Exercise requirements:
Would you copy each line of the records that includes the word "eslint"?

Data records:
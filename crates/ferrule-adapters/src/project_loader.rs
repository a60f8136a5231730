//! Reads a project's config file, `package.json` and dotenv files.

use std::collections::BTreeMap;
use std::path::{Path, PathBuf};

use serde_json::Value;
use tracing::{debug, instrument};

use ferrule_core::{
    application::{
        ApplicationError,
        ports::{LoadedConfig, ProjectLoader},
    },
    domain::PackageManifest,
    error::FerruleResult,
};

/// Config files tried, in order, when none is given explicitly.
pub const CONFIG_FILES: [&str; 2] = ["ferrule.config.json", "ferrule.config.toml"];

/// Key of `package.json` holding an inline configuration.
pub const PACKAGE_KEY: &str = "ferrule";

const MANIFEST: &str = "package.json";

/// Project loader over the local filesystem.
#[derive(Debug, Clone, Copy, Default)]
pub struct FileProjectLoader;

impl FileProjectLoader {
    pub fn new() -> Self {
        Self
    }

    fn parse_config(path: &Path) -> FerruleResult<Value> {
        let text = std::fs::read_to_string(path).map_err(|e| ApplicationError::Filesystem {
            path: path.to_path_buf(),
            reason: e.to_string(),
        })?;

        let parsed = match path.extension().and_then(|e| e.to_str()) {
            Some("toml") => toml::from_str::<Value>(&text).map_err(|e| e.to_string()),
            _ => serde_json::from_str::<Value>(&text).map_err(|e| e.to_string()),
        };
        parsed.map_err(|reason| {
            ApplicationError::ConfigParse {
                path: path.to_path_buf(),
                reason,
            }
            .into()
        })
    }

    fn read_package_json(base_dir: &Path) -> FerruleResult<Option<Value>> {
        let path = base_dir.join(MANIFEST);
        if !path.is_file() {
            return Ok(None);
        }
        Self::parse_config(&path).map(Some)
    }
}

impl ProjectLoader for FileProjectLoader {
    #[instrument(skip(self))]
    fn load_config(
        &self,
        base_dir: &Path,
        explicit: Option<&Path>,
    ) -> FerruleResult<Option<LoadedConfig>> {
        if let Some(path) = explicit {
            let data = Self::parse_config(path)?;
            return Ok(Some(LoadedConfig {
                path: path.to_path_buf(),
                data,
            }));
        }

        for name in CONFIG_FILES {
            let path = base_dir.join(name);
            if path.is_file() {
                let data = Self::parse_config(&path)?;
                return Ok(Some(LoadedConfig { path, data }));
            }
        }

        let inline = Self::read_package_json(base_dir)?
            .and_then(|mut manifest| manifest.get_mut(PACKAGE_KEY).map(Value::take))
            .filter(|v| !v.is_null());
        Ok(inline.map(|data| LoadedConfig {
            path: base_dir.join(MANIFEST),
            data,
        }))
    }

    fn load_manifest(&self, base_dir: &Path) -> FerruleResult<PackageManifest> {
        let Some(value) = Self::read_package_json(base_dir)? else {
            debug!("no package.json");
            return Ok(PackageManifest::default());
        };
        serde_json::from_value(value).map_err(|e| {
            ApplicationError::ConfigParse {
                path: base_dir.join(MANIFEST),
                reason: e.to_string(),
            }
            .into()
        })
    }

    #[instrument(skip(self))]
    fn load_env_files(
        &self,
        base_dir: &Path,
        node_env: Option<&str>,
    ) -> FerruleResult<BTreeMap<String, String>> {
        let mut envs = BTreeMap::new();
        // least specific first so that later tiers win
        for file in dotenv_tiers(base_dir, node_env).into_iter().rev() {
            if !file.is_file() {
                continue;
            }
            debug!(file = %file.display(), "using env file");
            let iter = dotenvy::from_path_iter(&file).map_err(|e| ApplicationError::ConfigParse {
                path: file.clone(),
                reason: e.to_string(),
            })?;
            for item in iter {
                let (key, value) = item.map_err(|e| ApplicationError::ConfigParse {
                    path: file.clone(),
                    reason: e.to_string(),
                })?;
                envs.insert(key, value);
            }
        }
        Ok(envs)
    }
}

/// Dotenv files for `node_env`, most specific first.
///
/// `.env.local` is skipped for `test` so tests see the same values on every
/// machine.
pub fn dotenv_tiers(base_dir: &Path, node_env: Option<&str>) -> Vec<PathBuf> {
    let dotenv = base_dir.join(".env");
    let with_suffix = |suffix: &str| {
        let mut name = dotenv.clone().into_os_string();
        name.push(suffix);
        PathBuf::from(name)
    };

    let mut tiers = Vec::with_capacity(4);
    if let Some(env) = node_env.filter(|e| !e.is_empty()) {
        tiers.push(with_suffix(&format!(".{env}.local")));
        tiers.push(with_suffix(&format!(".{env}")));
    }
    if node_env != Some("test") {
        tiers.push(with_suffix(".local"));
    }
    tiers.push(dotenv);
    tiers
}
...
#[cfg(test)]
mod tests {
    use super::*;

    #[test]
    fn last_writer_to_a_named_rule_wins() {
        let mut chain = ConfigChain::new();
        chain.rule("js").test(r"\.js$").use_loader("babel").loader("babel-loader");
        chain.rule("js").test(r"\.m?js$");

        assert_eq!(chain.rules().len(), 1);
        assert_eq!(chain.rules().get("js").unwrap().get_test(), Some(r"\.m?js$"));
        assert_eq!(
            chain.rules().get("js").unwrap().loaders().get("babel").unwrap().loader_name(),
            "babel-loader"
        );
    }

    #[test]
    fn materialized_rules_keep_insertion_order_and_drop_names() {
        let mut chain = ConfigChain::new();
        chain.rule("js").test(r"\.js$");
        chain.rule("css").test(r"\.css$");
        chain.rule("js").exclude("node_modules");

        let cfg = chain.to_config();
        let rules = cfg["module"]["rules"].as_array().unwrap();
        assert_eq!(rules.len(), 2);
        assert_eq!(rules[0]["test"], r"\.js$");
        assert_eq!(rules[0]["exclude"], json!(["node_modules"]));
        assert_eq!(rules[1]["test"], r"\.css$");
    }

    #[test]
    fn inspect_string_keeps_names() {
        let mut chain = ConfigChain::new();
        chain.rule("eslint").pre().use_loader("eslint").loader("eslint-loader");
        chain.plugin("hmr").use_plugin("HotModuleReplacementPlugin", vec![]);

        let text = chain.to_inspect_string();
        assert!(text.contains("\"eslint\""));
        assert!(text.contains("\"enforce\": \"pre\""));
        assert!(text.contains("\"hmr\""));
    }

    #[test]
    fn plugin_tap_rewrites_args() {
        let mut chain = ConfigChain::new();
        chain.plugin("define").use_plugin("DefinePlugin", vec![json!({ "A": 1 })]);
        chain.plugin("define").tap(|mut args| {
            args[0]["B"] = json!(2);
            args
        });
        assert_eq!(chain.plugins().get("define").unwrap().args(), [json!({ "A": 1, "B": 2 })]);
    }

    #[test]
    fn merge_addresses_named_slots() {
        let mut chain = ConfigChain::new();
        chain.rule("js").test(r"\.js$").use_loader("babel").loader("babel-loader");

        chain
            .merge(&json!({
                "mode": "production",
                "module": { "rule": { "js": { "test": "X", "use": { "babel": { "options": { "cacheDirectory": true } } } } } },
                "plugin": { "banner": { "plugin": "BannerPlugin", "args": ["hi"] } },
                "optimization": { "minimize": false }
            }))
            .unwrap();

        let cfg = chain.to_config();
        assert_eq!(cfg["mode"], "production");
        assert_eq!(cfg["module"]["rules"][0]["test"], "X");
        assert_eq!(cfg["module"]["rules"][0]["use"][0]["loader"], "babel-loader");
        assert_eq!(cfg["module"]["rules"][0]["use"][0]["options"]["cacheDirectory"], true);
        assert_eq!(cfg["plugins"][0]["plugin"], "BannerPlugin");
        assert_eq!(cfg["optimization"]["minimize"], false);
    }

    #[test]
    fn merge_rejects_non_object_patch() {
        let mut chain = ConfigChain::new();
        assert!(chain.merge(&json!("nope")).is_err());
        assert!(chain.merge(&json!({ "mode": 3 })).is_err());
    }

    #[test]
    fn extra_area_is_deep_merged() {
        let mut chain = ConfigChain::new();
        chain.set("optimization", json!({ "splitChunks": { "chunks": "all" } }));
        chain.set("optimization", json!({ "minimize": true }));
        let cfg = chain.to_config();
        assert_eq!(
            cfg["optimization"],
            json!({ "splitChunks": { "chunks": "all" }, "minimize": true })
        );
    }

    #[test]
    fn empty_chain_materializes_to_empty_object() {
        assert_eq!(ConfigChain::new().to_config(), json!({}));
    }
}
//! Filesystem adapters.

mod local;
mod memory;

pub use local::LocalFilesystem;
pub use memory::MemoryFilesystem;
==
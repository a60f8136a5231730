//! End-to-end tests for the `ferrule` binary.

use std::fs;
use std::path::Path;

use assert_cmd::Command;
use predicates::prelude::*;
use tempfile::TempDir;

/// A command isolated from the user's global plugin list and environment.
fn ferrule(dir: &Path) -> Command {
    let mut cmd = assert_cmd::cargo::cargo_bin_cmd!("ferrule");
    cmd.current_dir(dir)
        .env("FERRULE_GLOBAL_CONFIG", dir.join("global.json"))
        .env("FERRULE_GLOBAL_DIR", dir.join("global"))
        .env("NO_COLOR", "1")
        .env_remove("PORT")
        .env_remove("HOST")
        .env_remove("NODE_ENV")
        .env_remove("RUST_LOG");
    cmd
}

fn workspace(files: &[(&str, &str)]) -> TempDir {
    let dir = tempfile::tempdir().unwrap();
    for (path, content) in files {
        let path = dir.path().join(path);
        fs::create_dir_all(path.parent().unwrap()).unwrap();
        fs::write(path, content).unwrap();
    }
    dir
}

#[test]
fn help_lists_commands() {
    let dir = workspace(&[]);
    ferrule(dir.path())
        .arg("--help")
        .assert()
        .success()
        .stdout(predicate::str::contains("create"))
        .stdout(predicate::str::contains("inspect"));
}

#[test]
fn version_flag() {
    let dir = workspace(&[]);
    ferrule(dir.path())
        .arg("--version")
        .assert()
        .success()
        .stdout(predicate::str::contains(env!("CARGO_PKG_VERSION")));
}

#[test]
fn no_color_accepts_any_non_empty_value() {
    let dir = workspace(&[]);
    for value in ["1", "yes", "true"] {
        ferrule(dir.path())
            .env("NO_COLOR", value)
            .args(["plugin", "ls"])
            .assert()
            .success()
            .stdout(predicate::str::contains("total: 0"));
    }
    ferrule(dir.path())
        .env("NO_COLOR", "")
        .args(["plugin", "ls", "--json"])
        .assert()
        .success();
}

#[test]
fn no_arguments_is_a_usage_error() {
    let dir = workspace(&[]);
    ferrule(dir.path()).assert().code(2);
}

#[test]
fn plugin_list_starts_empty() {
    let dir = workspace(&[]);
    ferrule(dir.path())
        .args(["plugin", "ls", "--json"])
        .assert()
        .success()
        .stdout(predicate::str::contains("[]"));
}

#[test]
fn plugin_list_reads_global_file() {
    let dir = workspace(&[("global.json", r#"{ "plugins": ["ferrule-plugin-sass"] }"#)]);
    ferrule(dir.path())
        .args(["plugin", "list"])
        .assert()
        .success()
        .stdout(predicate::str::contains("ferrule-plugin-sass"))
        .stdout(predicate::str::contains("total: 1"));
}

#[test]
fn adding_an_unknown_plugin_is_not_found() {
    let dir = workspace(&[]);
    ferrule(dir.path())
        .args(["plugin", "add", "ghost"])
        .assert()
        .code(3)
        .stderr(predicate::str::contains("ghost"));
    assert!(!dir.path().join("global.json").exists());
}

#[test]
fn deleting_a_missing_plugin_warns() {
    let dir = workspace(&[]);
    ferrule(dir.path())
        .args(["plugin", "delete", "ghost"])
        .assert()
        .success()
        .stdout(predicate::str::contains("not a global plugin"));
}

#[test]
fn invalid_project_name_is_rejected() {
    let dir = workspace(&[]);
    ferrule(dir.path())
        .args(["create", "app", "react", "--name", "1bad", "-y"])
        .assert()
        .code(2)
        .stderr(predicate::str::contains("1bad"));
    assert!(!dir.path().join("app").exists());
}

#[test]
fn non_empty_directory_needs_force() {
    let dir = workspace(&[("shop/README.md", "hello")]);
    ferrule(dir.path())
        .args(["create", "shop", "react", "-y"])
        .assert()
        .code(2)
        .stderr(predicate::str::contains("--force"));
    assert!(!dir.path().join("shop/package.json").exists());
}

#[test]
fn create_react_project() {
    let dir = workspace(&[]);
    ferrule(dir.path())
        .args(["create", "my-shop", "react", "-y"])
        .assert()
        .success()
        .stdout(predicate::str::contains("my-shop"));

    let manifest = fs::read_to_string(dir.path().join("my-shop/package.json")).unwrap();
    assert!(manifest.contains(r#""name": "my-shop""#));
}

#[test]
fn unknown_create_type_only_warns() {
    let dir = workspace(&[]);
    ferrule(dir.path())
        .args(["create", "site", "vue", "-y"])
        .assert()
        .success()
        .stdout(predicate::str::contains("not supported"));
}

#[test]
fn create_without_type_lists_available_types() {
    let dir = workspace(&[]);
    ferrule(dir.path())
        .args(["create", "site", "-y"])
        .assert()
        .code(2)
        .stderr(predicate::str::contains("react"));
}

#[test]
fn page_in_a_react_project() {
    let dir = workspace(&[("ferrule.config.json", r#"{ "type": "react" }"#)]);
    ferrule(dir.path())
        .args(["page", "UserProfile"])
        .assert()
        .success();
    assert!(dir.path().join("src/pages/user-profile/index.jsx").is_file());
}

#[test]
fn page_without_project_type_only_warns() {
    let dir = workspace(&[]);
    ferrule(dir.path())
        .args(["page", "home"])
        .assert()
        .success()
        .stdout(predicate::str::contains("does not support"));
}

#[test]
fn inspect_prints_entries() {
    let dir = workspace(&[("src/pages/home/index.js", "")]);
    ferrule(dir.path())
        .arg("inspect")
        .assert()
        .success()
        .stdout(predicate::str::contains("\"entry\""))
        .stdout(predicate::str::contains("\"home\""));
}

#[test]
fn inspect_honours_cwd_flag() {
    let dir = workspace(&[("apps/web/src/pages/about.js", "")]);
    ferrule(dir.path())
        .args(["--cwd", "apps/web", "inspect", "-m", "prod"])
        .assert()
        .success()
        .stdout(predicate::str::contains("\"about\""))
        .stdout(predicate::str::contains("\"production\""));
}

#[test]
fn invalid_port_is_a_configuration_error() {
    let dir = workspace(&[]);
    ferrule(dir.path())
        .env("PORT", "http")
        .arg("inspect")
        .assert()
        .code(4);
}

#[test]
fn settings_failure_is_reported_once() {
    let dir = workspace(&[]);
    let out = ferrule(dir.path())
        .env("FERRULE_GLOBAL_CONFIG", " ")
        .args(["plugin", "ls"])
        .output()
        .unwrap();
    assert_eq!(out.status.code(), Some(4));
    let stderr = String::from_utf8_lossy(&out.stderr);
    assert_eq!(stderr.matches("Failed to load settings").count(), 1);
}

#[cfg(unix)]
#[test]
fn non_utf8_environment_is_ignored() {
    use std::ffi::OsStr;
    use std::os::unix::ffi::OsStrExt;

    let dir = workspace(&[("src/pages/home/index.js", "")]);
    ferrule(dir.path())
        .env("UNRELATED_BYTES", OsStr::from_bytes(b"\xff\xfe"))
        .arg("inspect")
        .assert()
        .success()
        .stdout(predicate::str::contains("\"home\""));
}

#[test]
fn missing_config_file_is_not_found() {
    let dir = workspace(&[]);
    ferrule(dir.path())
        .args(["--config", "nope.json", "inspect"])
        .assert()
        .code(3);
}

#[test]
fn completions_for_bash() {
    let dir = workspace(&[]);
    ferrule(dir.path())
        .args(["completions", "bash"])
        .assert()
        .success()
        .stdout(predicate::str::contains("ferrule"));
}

Reply to the exercise:
        chain.rule("eslint").pre().use_loader("eslint").loader("eslint-loader");
        assert!(text.contains("\"eslint\""));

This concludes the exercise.